Countries around the world are taking diverse approaches to implementing artificial intelligence (AI) in health and care systems, guided by the need for clear strategy, regulation, and collaboration. Norway has developed a Joint Action Plan to ensure the safe and effective integration of AI within its health services. Its strategy focuses on cross-agency cooperation and regulatory clarity, underpinned by a strong quality assurance framework to evaluate and compare AI systems. In England, the health service is preparing an AI Strategic Roadmap for the NHS and adult social care, which will act as a practical and evolving guide for future priorities. Catalonia’s Health/AI Programme is built around the principle of “doing more and better with fewer resources,” emphasizing enabling development through access to data, usage rights, and rigorous testing rather than direct ownership of AI tools. It has also introduced a Health Technology Assessment Framework tailored specifically for AI. Meanwhile, Estonia’s more flexible regulatory environment has created space for innovation, with AI seen as a vital tool to offset workforce shortages caused by a declining population, encouraging startups to focus on automation and efficiency.

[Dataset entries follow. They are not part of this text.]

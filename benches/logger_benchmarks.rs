//! Criterion benchmarks for transport_logger

use criterion::{black_box, criterion_group, criterion_main, Criterion, Throughput};
use std::sync::Arc;
use transport_logger::core::template::{self, LineParts};
use transport_logger::prelude::*;

fn memory_logger(format: &str) -> (Logger, MemoryTransport) {
    let memory = MemoryTransport::with_config(
        TransportConfig::new()
            .with_log_format(format)
            .with_minimum_level(LoggerLevel::Debug),
    );
    let logger = Logger::new("bench").with_transport(memory.clone());
    (logger, memory)
}

// ============================================================================
// Template Benchmarks
// ============================================================================

fn bench_template(c: &mut Criterion) {
    let mut group = c.benchmark_group("template");
    group.throughput(Throughput::Elements(1));

    let site = CallSite::new("src/server.rs", 42, 9).with_function("handle");
    let parts = LineParts {
        time: "1/8/2025 10:30:45",
        level: LoggerLevel::Warning,
        name: "bench",
        content: "Some info message with 4 arguments",
        call_site: Some(&site),
    };

    group.bench_function("default_format", |b| {
        b.iter(|| black_box(template::render(black_box(template::DEFAULT_LOG_FORMAT), &parts)));
    });

    group.bench_function("call_site_format", |b| {
        b.iter(|| {
            black_box(template::render(
                black_box("{time} {level} {fileName}:{lineNumber} {functionName} {content}"),
                &parts,
            ))
        });
    });

    group.finish();
}

// ============================================================================
// Logging Performance Benchmarks
// ============================================================================

fn bench_logging(c: &mut Criterion) {
    let mut group = c.benchmark_group("logging");
    group.throughput(Throughput::Elements(1));

    let (logger, memory) = memory_logger(template::DEFAULT_LOG_FORMAT);

    group.bench_function("single_value", |b| {
        b.iter(|| {
            logger.info(&[&black_box("Info message")]);
            memory.clear();
        });
    });

    group.bench_function("mixed_values", |b| {
        b.iter(|| {
            logger.warning(&[&"retry", &black_box(3), &"of", &5, &true]);
            memory.clear();
        });
    });

    group.bench_function("inspected_value", |b| {
        let payload = vec![("user", 42), ("session", 7)];
        b.iter(|| {
            logger.debug(&[&"payload", &inspect(black_box(&payload))]);
            memory.clear();
        });
    });

    group.bench_function("filtered_out", |b| {
        let (logger, _memory) = memory_logger("{content}");
        logger.set_minimum_level(LoggerLevel::Error);
        b.iter(|| logger.debug(&[&black_box("dropped")]));
    });

    group.finish();
}

fn bench_non_blocking(c: &mut Criterion) {
    let mut group = c.benchmark_group("non_blocking");
    group.throughput(Throughput::Elements(1));

    let memory = MemoryTransport::with_config(TransportConfig::new().with_log_format("{content}"));
    let logger = Logger::new("bench").with_transport(NonBlockingTransport::new(memory.clone()));

    group.bench_function("enqueue", |b| {
        b.iter(|| logger.info(&[&black_box("queued message")]));
    });

    let _ = logger.flush();
    memory.clear();
    group.finish();
}

// ============================================================================
// Concurrent Logging Benchmarks
// ============================================================================

fn bench_concurrent_logging(c: &mut Criterion) {
    let mut group = c.benchmark_group("concurrent_logging");

    for threads in [2usize, 4, 8] {
        group.throughput(Throughput::Elements((threads * 100) as u64));
        group.bench_function(format!("{}_threads", threads), |b| {
            b.iter(|| {
                let (logger, _memory) = memory_logger("{content}");
                let logger = Arc::new(logger);
                let handles: Vec<_> = (0..threads)
                    .map(|t| {
                        let logger = Arc::clone(&logger);
                        std::thread::spawn(move || {
                            for i in 0..100 {
                                logger.info(&[&t, &i]);
                            }
                        })
                    })
                    .collect();
                for handle in handles {
                    let _ = handle.join();
                }
            });
        });
    }

    group.finish();
}

criterion_group!(
    benches,
    bench_template,
    bench_logging,
    bench_non_blocking,
    bench_concurrent_logging,
);

criterion_main!(benches);
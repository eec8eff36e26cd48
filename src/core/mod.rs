//! Core logger types and traits

pub mod call_site;
pub mod config;
pub mod error;
pub mod log_level;
pub mod log_record;
pub mod log_value;
pub mod logger;
pub mod metrics;
pub mod template;
pub mod timestamp;
pub mod transport;

pub use call_site::{CallSite, CallSiteResolver, NoCallSite, TrackCallerResolver};
pub use config::LoggerConfig;
pub use error::{LoggerError, Result};
pub use log_level::LoggerLevel;
pub use log_record::LogRecord;
pub use log_value::{inspect, Inspect, Loggable};
pub use logger::{default_failure_handler, FailureHandler, Logger, LoggerBuilder, TransportFailure};
pub use metrics::LoggerMetrics;
pub use timestamp::TimestampFormat;
pub use transport::{Transport, TransportConfig};
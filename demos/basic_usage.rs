//! Basic logger usage example
//!
//! Demonstrates console logging at every level, value rendering and
//! call-site tokens.
//!
//! Run with: cargo run --example basic_usage

use transport_logger::prelude::*;
use transport_logger::{info, success};

#[derive(Debug)]
#[allow(dead_code)]
struct Request {
    method: &'static str,
    path: &'static str,
    user_id: u32,
}

fn handle_request(logger: &Logger) {
    let request = Request {
        method: "GET",
        path: "/health",
        user_id: 42,
    };
    info!(logger, "handling", inspect(&request));
    success!(logger, "responded with", 200);
}

fn main() -> Result<()> {
    println!("=== Transport Logger - Basic Usage Example ===\n");

    let logger = Logger::new("basic")
        .with_transport(ConsoleTransport::new().with_minimum_level(LoggerLevel::Debug));

    println!("1. Logging at different levels:");
    logger.debug(&[&"This is a debug message"]);
    logger.notice(&[&"This is a notice message"]);
    logger.info(&[&"This is an info message"]);
    logger.success(&[&"This is a success message"]);
    logger.warning(&[&"This is a warning message"]);
    logger.error(&[&"This is an error message"]);

    println!("\n2. Mixed values:");
    logger.info(&[&"Some info message", &"with", &4, &"arguments"]);
    logger.info(&[&"ratio", &0.75, &"enabled", &true, &"missing", &None::<u8>]);

    println!("\n3. Minimum level set to WARNING, debug to success are hidden:");
    logger.set_minimum_level(LoggerLevel::Warning);
    logger.info(&[&"Info message (hidden)"]);
    logger.warning(&[&"Warning message (visible)"]);

    println!("\n4. Call-site tokens:");
    logger.set_minimum_level(LoggerLevel::Debug);
    logger.configure_transport(0, |config| {
        config.log_format = "{time} {level} {fileName}:{lineNumber} {functionName} | {content}".to_string();
        config.time_format = TimestampFormat::custom("%H:%M:%S");
    });
    handle_request(&logger);

    println!("\n=== Example completed successfully! ===");

    Ok(())
}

Building public and professional trust has emerged as a central factor in successful AI implementation. Estonia has maintained a high-trust environment by consistently demonstrating the value of digital services, showing citizens tangible benefits from their data use. Catalonia has launched an AI observatory to register and monitor all health algorithms, ensuring citizens’ right to know when AI is used in their care. Transparency and accountability are seen as essential for public confidence. England’s approach recognizes that technology adoption must go hand-in-hand with cultural change and workforce development. Through initiatives like the AI Ambassadors Network, which includes over 10,000 members, the NHS is promoting AI literacy, digital skills, and public engagement. In Catalonia, strong clinical leadership has been crucial for driving both technical and cultural change, ensuring clinicians play a central role in evaluation, adoption, and capacity building.
A phased and iterative implementation approach is another common thread among these countries. Norway began with low-risk, high-impact applications such as administrative optimization before expanding into clinical use cases like radiology image recognition. This gradual progression allows for learning and reduces risk. Estonia’s experience, having built its digital infrastructure from the ground up, highlights the advantages of starting small, making incremental investments, and verifying results to inform future regulations and deployment. The country’s digital maturity and interoperability now position it as a model for others. In England, success depends on rebuilding the NHS’s digital and data foundations to support scalable AI integration across the entire patient journey, rather than isolated applications. Estonia is also advancing by establishing an AI-enabled services layer for government, designed to connect various systems and enable rapid service development.
Collectively, these experiences demonstrate that successful AI integration in health and care relies on strategic direction, transparency, trust-building, and solid digital foundations. Clear regulation, participatory governance, and an iterative learning process are proving vital to ensuring that AI enhances, rather than disrupts, health systems.